Il reattore a sali fusi al torio genera calore attraverso la fissione nucleare utilizzando un elemento molto più abbondante e disponibile dell’uranio. E’ già stato calcolato che una sola miniera di torio, presente nella regione cinese della Mongolia Interna, potrebbe rifornire l’intera Cina di energia per migliaia di anni.

Le novità non sono finite: da una parte, questo tipo di processo riduce in maniera significativa la quantità di scorie radioattive prodotte dalla centrale. Dall’altra, può essere condotto anche in assenza delle grandi quantità d’acqua generalmente necessarie a un impianto nucleare per funzionare, dato che la refrigerazione avviene attraverso i sali fusi al torio. Può essere dunque costruito in zone remote, a impatto ambientale minimo.

Il reattore sperimentale cinese è stato infatti sviluppato in una zona desolata del Deserto del Gobi, e il progetto prevede ora l’immediata costruzione di un reattore dimostrativo da 100MW, per il 2035, per provare lo sfruttamento commerciale dell’energia, con standard di efficienza, pulizia e sicurezza superiori a quelli attuali. L’industria cinese ha anche fornito il 100% dei componenti per la costruzione del reattore.
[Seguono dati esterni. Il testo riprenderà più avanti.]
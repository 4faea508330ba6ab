//! Section inheritance with on-demand ancestor resolution.

use crate::raw::{KeySet, RawSection};
use crate::{IniError, RawConfig};
use indexmap::IndexMap;
use log::debug;

pub(super) struct InheritanceResolver<'a> {
    /// Output name to the last raw section declaring it.
    sections: IndexMap<&'a str, &'a RawSection>,
    resolved: IndexMap<String, KeySet>,
    /// Sections currently being resolved, outermost first.
    visiting: Vec<&'a str>,
}

impl<'a> InheritanceResolver<'a> {
    pub(super) fn new(raw: &'a RawConfig) -> Self {
        let mut sections = IndexMap::new();
        for section in raw.sections() {
            sections.insert(section.output_name(), section);
        }
        Self {
            sections,
            resolved: IndexMap::new(),
            visiting: Vec::new(),
        }
    }

    pub(super) fn resolve_all(mut self) -> Result<IndexMap<String, KeySet>, IniError> {
        let names: Vec<&'a str> = self.sections.keys().copied().collect();
        for name in names {
            self.resolve_section(name)?;
        }
        Ok(self.resolved)
    }

    fn resolve_section(&mut self, name: &'a str) -> Result<(), IniError> {
        if self.resolved.contains_key(name) {
            return Ok(());
        }
        if let Some(start) = self.visiting.iter().position(|visiting| *visiting == name) {
            let mut chain: Vec<String> = self.visiting[start..]
                .iter()
                .map(|visiting| visiting.to_string())
                .collect();
            chain.push(name.to_string());
            return Err(IniError::CyclicInheritance { chain });
        }
        let Some(section) = self.sections.get(name).copied() else {
            return Ok(());
        };

        self.visiting.push(name);
        let mut merged = KeySet::new();
        for ancestor in section.ancestors().into_iter().rev() {
            if !self.sections.contains_key(ancestor) {
                return Err(IniError::MissingAncestor {
                    section: name.to_string(),
                    ancestor: ancestor.to_string(),
                });
            }
            self.resolve_section(ancestor)?;
            if let Some(keys) = self.resolved.get(ancestor) {
                merged.extend(keys.iter().map(|(k, v)| (k.clone(), v.clone())));
            }
        }
        merged.extend(
            section
                .entries
                .iter()
                .map(|(k, v)| (k.clone(), v.clone())),
        );
        self.visiting.pop();

        debug!(
            "resolved section (name={}, ancestors={}, keys={})",
            name,
            section.ancestors().len(),
            merged.len()
        );
        self.resolved.insert(name.to_string(), merged);
        Ok(())
    }
}
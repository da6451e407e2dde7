//! Canonical character registry
//!
//! One [`Character`] per case-insensitive name for the lifetime of the
//! process. Entries are created lazily on first reference and never removed.

use serde::{Deserialize, Serialize};
use std::collections::BTreeMap;
use std::fmt;

use crate::character::Character;
use crate::lists::NameLists;

/// Case-folded character name, the identity of a character
#[derive(Debug, Clone, PartialEq, Eq, Hash, PartialOrd, Ord, Serialize, Deserialize)]
#[serde(transparent)]
pub struct CharacterKey(String);

impl CharacterKey {
    pub fn new(name: &str) -> Self {
        Self(name.to_lowercase())
    }

    pub fn as_str(&self) -> &str {
        &self.0
    }
}

impl fmt::Display for CharacterKey {
    fn fmt(&self, f: &mut fmt::Formatter<'_>) -> fmt::Result {
        f.write_str(&self.0)
    }
}

#[derive(Debug, Default)]
pub struct CharacterRegistry {
    characters: BTreeMap<CharacterKey, Character>,
}

impl CharacterRegistry {
    pub fn new() -> Self {
        Self::default()
    }

    /// Look up `name`, creating the character on a miss.
    ///
    /// New characters take their relationship flags from the current lists,
    /// so a list that arrived before the first reference is still honored.
    pub fn get(&mut self, name: &str, lists: &NameLists) -> &mut Character {
        let key = CharacterKey::new(name);
        self.characters.entry(key).or_insert_with_key(|key| {
            let mut character = Character::new(name);
            character.is_friend = lists.is_friend(name);
            character.is_bookmarked = lists.is_bookmarked(name);
            character.is_chat_op = lists.is_op(name);
            character.is_ignored = lists.is_ignored(key.as_str());
            character.is_character_friend = lists.is_character_friend(name);
            tracing::trace!("Registered character {}", name);
            character
        })
    }

    /// Lookup without creating
    pub fn find(&self, key: &CharacterKey) -> Option<&Character> {
        self.characters.get(key)
    }

    pub fn find_mut(&mut self, key: &CharacterKey) -> Option<&mut Character> {
        self.characters.get_mut(key)
    }

    pub fn iter(&self) -> impl Iterator<Item = (&CharacterKey, &Character)> {
        self.characters.iter()
    }

    pub fn iter_mut(&mut self) -> impl Iterator<Item = (&CharacterKey, &mut Character)> {
        self.characters.iter_mut()
    }

    pub fn values(&self) -> impl Iterator<Item = &Character> {
        self.characters.values()
    }

    pub(crate) fn len(&self) -> usize {
        self.characters.len()
    }
}
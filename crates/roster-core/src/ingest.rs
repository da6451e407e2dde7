//! Ordered event ingestion
//!
//! Inbound items are applied strictly in arrival order. Follow-ups run as
//! tasks on a [`JoinSet`] so a slow fetch never holds up the stream; their
//! failures are logged and counted, never fatal.

use serde::Serialize;
use tokio::sync::mpsc;
use tokio::task::{JoinError, JoinSet};

use crate::config::RosterConfig;
use crate::error::Result;
use crate::protocol::{ConnectionEvent, Inbound, ServerMessage};
use crate::roster::Roster;
use crate::state::{Followup, RosterState};

impl RosterState {
    /// Apply the synchronous part of one inbound item.
    ///
    /// `own_identity` is the character the connection logged in as.
    pub fn apply(&mut self, inbound: Inbound, own_identity: &str) -> Option<Followup> {
        match inbound {
            Inbound::Lifecycle(ConnectionEvent::Connecting { is_reconnect }) => {
                Some(self.begin_connecting(is_reconnect))
            }
            Inbound::Lifecycle(ConnectionEvent::Connected { is_reconnect }) => {
                self.on_connected(is_reconnect)
            }
            Inbound::Message(message) => self.apply_message(message, own_identity),
        }
    }

    fn apply_message(&mut self, message: ServerMessage, own_identity: &str) -> Option<Followup> {
        tracing::debug!("Applying {}", message.code());
        match message {
            ServerMessage::PresenceBatch { characters } => {
                self.apply_presence_batch(characters);
                None
            }
            ServerMessage::Online {
                identity,
                gender,
                status,
            } => self.character_online(&identity, gender, status, own_identity),
            ServerMessage::Offline { character } => {
                self.character_offline(&character);
                None
            }
            ServerMessage::StatusUpdate {
                character,
                status,
                statusmsg,
            } => {
                self.status_update(&character, status, &statusmsg);
                None
            }
            ServerMessage::Ignore(action) => {
                self.apply_ignore(action);
                None
            }
            ServerMessage::OpList { ops } => {
                self.set_op_list(ops);
                None
            }
            ServerMessage::OpAdd { character } => {
                self.add_op(&character);
                None
            }
            ServerMessage::OpRemove { character } => {
                self.remove_op(&character);
                None
            }
            ServerMessage::Relationship(change) => self.apply_relationship(change),
        }
    }
}

/// Counters reported when ingestion stops
#[derive(Debug, Default, Clone, Copy, PartialEq, Eq, Serialize)]
#[serde(rename_all = "camelCase")]
pub struct IngestStats {
    pub processed: u64,
    pub followups: u64,
    pub failed: u64,
}

/// Drives a [`Roster`] from an ordered inbound stream
pub struct EventIngestion {
    roster: Roster,
    tasks: JoinSet<Result<()>>,
    stats: IngestStats,
}

enum Next {
    Inbound(Option<Inbound>),
    Finished(std::result::Result<Result<()>, JoinError>),
}

impl EventIngestion {
    pub fn new(roster: Roster) -> Self {
        Self {
            roster,
            tasks: JoinSet::new(),
            stats: IngestStats::default(),
        }
    }

    /// Inbound channel sized from the configuration
    pub fn channel(config: &RosterConfig) -> (mpsc::Sender<Inbound>, mpsc::Receiver<Inbound>) {
        mpsc::channel(config.ingest_buffer.max(1))
    }

    pub fn roster(&self) -> &Roster {
        &self.roster
    }

    pub fn stats(&self) -> IngestStats {
        self.stats
    }

    /// Apply one item and spawn its follow-up
    pub async fn ingest_one(&mut self, inbound: Inbound) {
        self.stats.processed += 1;
        if let Some(followup) = self.roster.ingest(inbound).await {
            self.stats.followups += 1;
            let roster = self.roster.clone();
            self.tasks.spawn(async move { roster.complete(followup).await });
        }
    }

    /// Consume `rx` until every sender is dropped, then wait for the
    /// outstanding follow-ups
    pub async fn run(mut self, mut rx: mpsc::Receiver<Inbound>) -> IngestStats {
        loop {
            let next = tokio::select! {
                inbound = rx.recv() => Next::Inbound(inbound),
                Some(finished) = self.tasks.join_next(), if !self.tasks.is_empty() => {
                    Next::Finished(finished)
                }
            };
            match next {
                Next::Inbound(Some(inbound)) => self.ingest_one(inbound).await,
                Next::Inbound(None) => break,
                Next::Finished(finished) => self.reap(finished),
            }
        }
        self.drain().await;
        tracing::info!(
            "Ingestion finished: {} events, {} follow-ups, {} failed",
            self.stats.processed,
            self.stats.followups,
            self.stats.failed
        );
        self.stats
    }

    /// Wait for every outstanding follow-up
    pub async fn drain(&mut self) {
        while let Some(finished) = self.tasks.join_next().await {
            self.reap(finished);
        }
    }

    fn reap(&mut self, finished: std::result::Result<Result<()>, JoinError>) {
        match finished {
            Ok(Ok(())) => {}
            Ok(Err(e)) => {
                self.stats.failed += 1;
                tracing::error!("Roster follow-up failed: {}", e);
            }
            Err(e) => {
                self.stats.failed += 1;
                tracing::error!("Roster follow-up task panicked: {}", e);
            }
        }
    }
}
La regione del Gobi, la Mongolia Interna e Pechino

 

Un’innovazione cruciale in particolare per un Paese come la Cina, ben lontano dall’autosufficienza energetica – al contrario, ad esempio, di Stati Uniti o Russia. E dipendente da forniture condizionate da lunghe e non affidabili percorrenze, come gli idrocarburi dalla Siberia o dal Medio Oriente. O da un’industria inquinante centrata sul carbone – benché gli investimenti sulle rinnovabili siano di proporzioni enormi.

L’alimentazione a torio per le centrali nucleari fu studiata fin dagli anni ’50 dal celebre Oak Ridge National Laboratory, negli Stati Uniti, che già aveva prodotto il plutonio per il Manhattan Project. Il laboratorio del Tennessee aveva ben chiaro che il torio sarebbe stato molto più conveniente dell’uranio.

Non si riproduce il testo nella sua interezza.